- _WORK ITEM_:
Retype, word for word, every line of the records below starting at the one that contains "type DemoBody = Either<Full<Bytes>, EventBody>;" and ending at the one that contains "let io = TokioIo::new(stream);"; include both of those lines and nothing more.
___ EXTRACTED INFORMATION
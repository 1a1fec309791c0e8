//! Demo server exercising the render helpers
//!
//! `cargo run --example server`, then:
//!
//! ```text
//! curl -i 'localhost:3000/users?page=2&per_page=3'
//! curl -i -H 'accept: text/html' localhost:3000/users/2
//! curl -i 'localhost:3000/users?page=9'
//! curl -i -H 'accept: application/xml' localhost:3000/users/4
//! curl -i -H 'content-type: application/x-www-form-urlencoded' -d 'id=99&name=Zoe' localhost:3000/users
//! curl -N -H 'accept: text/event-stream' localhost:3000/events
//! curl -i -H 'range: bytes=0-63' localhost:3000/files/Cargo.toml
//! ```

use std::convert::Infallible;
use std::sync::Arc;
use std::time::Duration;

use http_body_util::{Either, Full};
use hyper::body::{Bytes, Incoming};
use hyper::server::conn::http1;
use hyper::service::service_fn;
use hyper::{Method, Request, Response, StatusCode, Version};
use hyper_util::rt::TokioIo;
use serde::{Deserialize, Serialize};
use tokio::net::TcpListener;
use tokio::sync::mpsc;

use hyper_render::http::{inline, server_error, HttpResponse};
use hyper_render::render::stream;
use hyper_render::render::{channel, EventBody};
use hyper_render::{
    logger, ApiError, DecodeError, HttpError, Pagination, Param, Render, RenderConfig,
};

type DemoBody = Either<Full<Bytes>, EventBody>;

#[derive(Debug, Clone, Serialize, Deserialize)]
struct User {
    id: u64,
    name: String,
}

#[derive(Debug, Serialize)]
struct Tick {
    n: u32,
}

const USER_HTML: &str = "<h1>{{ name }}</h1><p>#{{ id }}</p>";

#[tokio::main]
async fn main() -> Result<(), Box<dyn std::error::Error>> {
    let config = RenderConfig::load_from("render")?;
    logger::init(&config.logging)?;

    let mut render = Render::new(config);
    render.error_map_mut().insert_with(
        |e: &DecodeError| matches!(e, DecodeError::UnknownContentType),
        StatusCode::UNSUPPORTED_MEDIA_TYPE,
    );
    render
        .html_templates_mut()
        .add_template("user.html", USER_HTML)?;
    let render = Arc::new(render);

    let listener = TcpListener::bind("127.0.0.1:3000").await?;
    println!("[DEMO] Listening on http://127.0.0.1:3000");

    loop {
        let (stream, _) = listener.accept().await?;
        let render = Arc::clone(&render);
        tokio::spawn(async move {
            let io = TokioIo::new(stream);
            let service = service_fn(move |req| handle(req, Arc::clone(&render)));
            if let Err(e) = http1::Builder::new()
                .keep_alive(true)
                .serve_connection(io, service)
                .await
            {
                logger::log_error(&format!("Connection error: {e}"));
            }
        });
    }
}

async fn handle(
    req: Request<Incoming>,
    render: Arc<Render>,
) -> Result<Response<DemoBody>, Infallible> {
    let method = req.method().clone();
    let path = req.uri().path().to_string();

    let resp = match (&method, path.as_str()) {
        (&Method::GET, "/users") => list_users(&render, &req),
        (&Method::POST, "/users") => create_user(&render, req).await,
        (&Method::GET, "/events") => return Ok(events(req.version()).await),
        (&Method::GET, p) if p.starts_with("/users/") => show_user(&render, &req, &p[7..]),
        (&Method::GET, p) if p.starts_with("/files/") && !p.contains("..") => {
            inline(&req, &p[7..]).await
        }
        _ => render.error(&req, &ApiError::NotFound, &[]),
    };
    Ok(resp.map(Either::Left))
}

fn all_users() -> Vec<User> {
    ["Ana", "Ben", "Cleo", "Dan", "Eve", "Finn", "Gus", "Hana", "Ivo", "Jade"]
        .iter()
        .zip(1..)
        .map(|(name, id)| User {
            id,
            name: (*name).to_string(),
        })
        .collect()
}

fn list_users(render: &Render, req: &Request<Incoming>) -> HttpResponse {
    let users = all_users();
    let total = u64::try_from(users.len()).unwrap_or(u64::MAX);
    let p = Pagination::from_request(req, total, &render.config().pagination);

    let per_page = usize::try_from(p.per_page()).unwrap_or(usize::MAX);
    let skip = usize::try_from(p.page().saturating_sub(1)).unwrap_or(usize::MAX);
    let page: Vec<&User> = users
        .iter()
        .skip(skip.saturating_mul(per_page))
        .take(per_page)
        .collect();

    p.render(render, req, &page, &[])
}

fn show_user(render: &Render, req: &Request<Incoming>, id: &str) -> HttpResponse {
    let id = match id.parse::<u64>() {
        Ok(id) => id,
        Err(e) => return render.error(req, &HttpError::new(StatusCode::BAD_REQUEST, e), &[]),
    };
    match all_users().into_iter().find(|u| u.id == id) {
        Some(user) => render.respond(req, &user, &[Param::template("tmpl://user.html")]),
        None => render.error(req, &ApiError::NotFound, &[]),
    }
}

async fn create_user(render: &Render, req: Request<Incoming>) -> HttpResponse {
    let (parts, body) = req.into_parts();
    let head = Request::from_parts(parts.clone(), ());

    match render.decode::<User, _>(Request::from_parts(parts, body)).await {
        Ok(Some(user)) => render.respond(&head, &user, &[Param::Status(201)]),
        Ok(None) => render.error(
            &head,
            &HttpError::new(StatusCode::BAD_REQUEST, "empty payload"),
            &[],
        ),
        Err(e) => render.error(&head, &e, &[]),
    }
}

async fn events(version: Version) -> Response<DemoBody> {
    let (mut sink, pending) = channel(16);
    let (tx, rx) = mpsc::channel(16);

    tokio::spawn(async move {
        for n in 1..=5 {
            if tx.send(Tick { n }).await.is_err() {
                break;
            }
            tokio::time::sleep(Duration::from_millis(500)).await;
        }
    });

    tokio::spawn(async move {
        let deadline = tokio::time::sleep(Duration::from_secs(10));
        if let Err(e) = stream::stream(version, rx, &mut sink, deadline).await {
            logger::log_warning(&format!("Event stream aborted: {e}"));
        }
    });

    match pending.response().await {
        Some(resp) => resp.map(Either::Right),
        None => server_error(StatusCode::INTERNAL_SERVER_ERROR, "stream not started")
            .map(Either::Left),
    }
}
______
___ EXTRACTED INFORMATION
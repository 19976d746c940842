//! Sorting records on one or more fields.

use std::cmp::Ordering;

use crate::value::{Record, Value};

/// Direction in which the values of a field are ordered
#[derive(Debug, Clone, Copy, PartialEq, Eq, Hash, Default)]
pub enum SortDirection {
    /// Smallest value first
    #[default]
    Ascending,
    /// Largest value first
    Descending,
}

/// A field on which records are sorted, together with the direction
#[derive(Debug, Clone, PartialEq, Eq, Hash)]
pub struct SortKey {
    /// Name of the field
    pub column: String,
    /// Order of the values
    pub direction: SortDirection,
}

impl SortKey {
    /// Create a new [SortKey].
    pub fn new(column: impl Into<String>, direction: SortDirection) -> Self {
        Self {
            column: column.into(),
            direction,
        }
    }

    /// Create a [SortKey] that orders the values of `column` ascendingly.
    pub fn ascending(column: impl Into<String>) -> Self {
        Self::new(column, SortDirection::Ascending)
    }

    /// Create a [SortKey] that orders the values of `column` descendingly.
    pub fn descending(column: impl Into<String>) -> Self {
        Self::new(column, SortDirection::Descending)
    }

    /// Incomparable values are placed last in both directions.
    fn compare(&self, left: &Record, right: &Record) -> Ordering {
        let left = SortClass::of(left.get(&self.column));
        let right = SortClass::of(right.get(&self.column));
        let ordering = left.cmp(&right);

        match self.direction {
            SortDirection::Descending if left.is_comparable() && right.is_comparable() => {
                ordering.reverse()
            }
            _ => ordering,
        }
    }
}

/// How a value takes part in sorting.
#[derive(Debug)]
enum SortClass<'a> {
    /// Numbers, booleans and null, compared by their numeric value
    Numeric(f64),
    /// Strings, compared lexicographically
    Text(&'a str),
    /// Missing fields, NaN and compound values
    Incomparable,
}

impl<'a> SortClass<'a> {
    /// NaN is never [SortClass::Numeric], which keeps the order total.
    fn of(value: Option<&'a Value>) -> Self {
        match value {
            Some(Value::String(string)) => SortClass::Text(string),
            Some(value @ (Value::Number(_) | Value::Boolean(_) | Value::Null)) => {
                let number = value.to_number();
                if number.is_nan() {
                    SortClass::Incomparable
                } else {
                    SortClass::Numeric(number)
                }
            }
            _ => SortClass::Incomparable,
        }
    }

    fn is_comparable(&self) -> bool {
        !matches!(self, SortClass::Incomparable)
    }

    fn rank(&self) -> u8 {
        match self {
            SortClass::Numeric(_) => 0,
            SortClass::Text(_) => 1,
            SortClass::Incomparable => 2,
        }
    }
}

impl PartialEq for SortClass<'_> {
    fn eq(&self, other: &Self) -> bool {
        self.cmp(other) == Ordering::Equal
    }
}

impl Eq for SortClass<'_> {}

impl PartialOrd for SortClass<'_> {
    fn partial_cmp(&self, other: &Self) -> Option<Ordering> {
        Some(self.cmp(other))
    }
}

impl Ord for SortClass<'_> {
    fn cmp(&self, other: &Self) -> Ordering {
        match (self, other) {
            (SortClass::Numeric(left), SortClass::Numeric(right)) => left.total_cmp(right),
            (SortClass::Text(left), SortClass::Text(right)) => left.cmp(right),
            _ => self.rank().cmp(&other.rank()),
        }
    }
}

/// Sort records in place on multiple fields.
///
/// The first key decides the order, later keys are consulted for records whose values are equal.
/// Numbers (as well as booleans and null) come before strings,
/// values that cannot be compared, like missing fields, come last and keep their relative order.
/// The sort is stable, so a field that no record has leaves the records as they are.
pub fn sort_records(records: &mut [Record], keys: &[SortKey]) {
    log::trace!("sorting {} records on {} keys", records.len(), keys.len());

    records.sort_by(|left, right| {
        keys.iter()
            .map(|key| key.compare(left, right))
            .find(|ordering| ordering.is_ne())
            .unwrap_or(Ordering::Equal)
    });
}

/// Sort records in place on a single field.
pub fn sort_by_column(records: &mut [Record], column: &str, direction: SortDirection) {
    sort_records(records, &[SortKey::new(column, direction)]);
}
______
___ EXTRACTED INFORMATION
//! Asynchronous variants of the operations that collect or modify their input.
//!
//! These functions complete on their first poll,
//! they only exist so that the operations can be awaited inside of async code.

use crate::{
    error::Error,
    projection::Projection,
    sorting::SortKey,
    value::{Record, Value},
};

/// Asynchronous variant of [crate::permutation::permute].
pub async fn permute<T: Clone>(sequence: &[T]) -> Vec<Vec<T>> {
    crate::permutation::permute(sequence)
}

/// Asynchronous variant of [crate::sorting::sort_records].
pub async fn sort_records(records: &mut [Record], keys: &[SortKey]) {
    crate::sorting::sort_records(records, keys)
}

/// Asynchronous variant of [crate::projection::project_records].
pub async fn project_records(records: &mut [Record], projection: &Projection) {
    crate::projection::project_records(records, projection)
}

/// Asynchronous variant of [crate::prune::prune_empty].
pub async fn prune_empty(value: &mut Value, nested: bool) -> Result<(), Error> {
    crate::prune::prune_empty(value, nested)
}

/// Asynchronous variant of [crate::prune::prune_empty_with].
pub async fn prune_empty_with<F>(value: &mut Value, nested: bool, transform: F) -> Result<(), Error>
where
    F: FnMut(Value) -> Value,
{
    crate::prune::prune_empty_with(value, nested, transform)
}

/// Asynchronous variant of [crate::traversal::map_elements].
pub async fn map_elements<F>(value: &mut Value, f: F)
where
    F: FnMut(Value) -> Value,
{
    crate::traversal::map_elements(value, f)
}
______
- _ANSWER SPACE_:
type DemoBody = Either<Full<Bytes>, EventBody>;

#[derive(Debug, Clone, Serialize, Deserialize)]
struct User {
    id: u64,
    name: String,
}

#[derive(Debug, Serialize)]
struct Tick {
    n: u32,
}

const USER_HTML: &str = "<h1>{{ name }}</h1><p>#{{ id }}</p>";

#[tokio::main]
async fn main() -> Result<(), Box<dyn std::error::Error>> {
    let config = RenderConfig::load_from("render")?;
    logger::init(&config.logging)?;

    let mut render = Render::new(config);
    render.error_map_mut().insert_with(
        |e: &DecodeError| matches!(e, DecodeError::UnknownContentType),
        StatusCode::UNSUPPORTED_MEDIA_TYPE,
    );
    render
        .html_templates_mut()
        .add_template("user.html", USER_HTML)?;
    let render = Arc::new(render);

    let listener = TcpListener::bind("127.0.0.1:3000").await?;
    println!("[DEMO] Listening on http://127.0.0.1:3000");

    loop {
        let (stream, _) = listener.accept().await?;
        let render = Arc::clone(&render);
        tokio::spawn(async move {
            let io = TokioIo::new(stream);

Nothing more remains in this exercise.